Opposant un front uni contre la réforme des retraites, les syndicats réclament désormais « des gages du gouvernement », en particulier sur la pénibilité́. Et la CFE-CGC d’insister : « Il est plus que temps que l’usure psychologique soit traitée au même niveau que l’usure physique, et qu’elle soit reconnue comme un élément important de la pénibilité́ au travail ». Aujourd’hui, les dossiers de la pénibilité, comme de l’emploi des seniors ou la révision des ordonnances travail sont sur la table des négociations. ■
Encadré
François Hommeril : « Il faut laisser du temps à ces négociations »

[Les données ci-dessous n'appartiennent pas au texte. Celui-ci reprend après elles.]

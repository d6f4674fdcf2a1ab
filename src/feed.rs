//! Running record list for one (collection, sort, page size) epoch.
//!
//! [`FeedSession`] owns the pagination [`Engine`], appends every batch it
//! emits in arrival order and starts over whenever the collection or the
//! fetch-relevant preferences change. Collection input is debounced and only
//! applied when it differs from the active collection.

use std::sync::Arc;
use std::time::{Duration, Instant};

use crossbeam_channel::Receiver;
use tracing::{debug, info};

use crate::data::{FeedService, FetchQuery};
use crate::normalize::MediaRecord;
use crate::pagination::{AdvanceReport, Engine, EngineEvent, PaginationState, ScrollHandle};
use crate::preferences::{Preferences, PreferencesStore};

#[derive(Debug, Clone)]
pub struct FeedOptions {
    pub collection: String,
    pub debounce: Duration,
    pub max_attempts: usize,
}

#[derive(Debug, Clone, PartialEq, Eq)]
pub enum FeedUpdate {
    Reset { collection: String },
    Appended(Vec<MediaRecord>),
    Finished(AdvanceReport),
}

struct PendingInput {
    name: String,
    since: Instant,
}

pub struct FeedSession {
    engine: Engine,
    prefs: Preferences,
    prefs_rx: Receiver<Preferences>,
    collection: String,
    pending_input: Option<PendingInput>,
    debounce: Duration,
    records: Vec<MediaRecord>,
    queued: Vec<FeedUpdate>,
}

impl FeedSession {
    /// Creates the session and immediately starts fetching the first page.
    pub fn new(
        service: Arc<dyn FeedService>,
        options: FeedOptions,
        prefs: Preferences,
        prefs_rx: Receiver<Preferences>,
    ) -> Self {
        let mut session = Self {
            engine: Engine::new(service, options.max_attempts),
            prefs,
            prefs_rx,
            collection: normalize_collection(&options.collection),
            pending_input: None,
            debounce: options.debounce,
            records: Vec::new(),
            queued: Vec::new(),
        };
        session.restart();
        session
    }

    pub fn attach(
        service: Arc<dyn FeedService>,
        options: FeedOptions,
        store: &PreferencesStore,
    ) -> Self {
        let rx = store.subscribe();
        Self::new(service, options, store.current(), rx)
    }

    pub fn collection(&self) -> &str {
        &self.collection
    }

    pub fn preferences(&self) -> Preferences {
        self.prefs
    }

    pub fn records(&self) -> &[MediaRecord] {
        &self.records
    }

    pub fn is_loading(&self) -> bool {
        self.engine.is_loading()
    }

    pub fn pagination(&self) -> &PaginationState {
        self.engine.state()
    }

    /// Records collection input; applied by [`poll`](Self::poll) once it has
    /// been stable for the debounce interval.
    pub fn set_collection(&mut self, name: &str) {
        self.pending_input = Some(PendingInput {
            name: normalize_collection(name),
            since: Instant::now(),
        });
    }

    /// Asks for the next page after the last entry read. Rejected while an
    /// advance is still running; the scroll handle is completed either way.
    pub fn next_page(&mut self, scroll: Option<ScrollHandle>) -> bool {
        if self.engine.is_loading() {
            if let Some(scroll) = scroll {
                scroll.complete();
            }
            return false;
        }
        let cursor = self
            .engine
            .state()
            .cursor
            .clone()
            .or_else(|| self.records.last().map(|record| record.id.clone()));
        let query = self.query().with_cursor(cursor);
        if !query.is_issuable() {
            if let Some(scroll) = scroll {
                scroll.complete();
            }
            return false;
        }
        self.engine.start(query, scroll);
        true
    }

    /// Applies settled input and preference changes, then drains whatever the
    /// engine has produced so far.
    pub fn poll(&mut self) -> Vec<FeedUpdate> {
        self.apply_input();
        self.apply_preferences();
        while let Some(event) = self.engine.try_next_event() {
            self.apply_event(event);
        }
        std::mem::take(&mut self.queued)
    }

    /// Like [`poll`](Self::poll), but blocks until the running advance
    /// finishes or `timeout` elapses.
    pub fn wait_idle(&mut self, timeout: Duration) -> Vec<FeedUpdate> {
        let deadline = Instant::now() + timeout;
        let mut updates = self.poll();
        while self.engine.is_loading() {
            let remaining = deadline.saturating_duration_since(Instant::now());
            if remaining.is_zero() {
                break;
            }
            match self.engine.next_event(remaining) {
                Some(event) => self.apply_event(event),
                None => break,
            }
            updates.append(&mut self.queued);
        }
        updates
    }

    fn apply_input(&mut self) {
        let settled = match &self.pending_input {
            Some(input) => input.since.elapsed() >= self.debounce,
            None => false,
        };
        if !settled {
            return;
        }
        let Some(input) = self.pending_input.take() else {
            return;
        };
        if input.name.is_empty() || input.name == self.collection {
            return;
        }
        info!(from = %self.collection, to = %input.name, "switching collection");
        self.collection = input.name;
        self.restart();
    }

    fn apply_preferences(&mut self) {
        let Some(latest) = self.prefs_rx.try_iter().last() else {
            return;
        };
        let changed = !latest.same_fetch_params(&self.prefs);
        self.prefs = latest;
        if changed {
            debug!(page_size = latest.page_size, sort = latest.sort.as_str(), "preferences changed");
            self.restart();
        }
    }

    fn apply_event(&mut self, event: EngineEvent) {
        match event {
            EngineEvent::Batch { records, .. } => {
                self.records.extend(records.iter().cloned());
                self.queued.push(FeedUpdate::Appended(records));
            }
            EngineEvent::Finished { report, .. } => {
                self.queued.push(FeedUpdate::Finished(report));
            }
        }
    }

    fn query(&self) -> FetchQuery {
        FetchQuery::new(self.collection.clone(), self.prefs.sort, self.prefs.page_size)
    }

    fn restart(&mut self) {
        self.engine.reset();
        self.records.clear();
        self.queued.push(FeedUpdate::Reset {
            collection: self.collection.clone(),
        });
        let query = self.query();
        if query.is_issuable() {
            self.engine.start(query, None);
        }
    }
}

fn normalize_collection(name: &str) -> String {
    name.trim()
        .trim_start_matches("/")
        .trim_start_matches("r/")
        .trim_end_matches('/')
        .to_string()
}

« Nous sommes en désaccord total avec le terme gouvernemental de prévention de l’usure, qui ne décrit pas la réalité de ce qu’est la pénibilité au travail. L’usure sous-entend une accumulation, or les risques psychosociaux ne sont pas cumulatifs, ils peuvent arriver à n’importe quel âge et ils dépendent de l’organisation et du management de l’entreprise. Ce sont des risques sans seuil : une faible exposition peut avoir des conséquences graves. Le terme usure ne décrit absolument pas ce que sont les conditions de pénibilité et les risques que l’on prend suivant son environnement de travail. Nous voulons – et nous y arriverons – imposer la question des RPS dans le cadre de la négociation.
J’ai par ailleurs fait remarquer qu’il fallait laisser du temps à ces négociations. Une bonne négociation doit documenter tous les sujets de façon complète et partagée. Elle suppose de d’abord échanger sur les enjeux, sur les données nécessaires à se comprendre, et tout cela prend du temps. Il faut respecter ce paramètre ».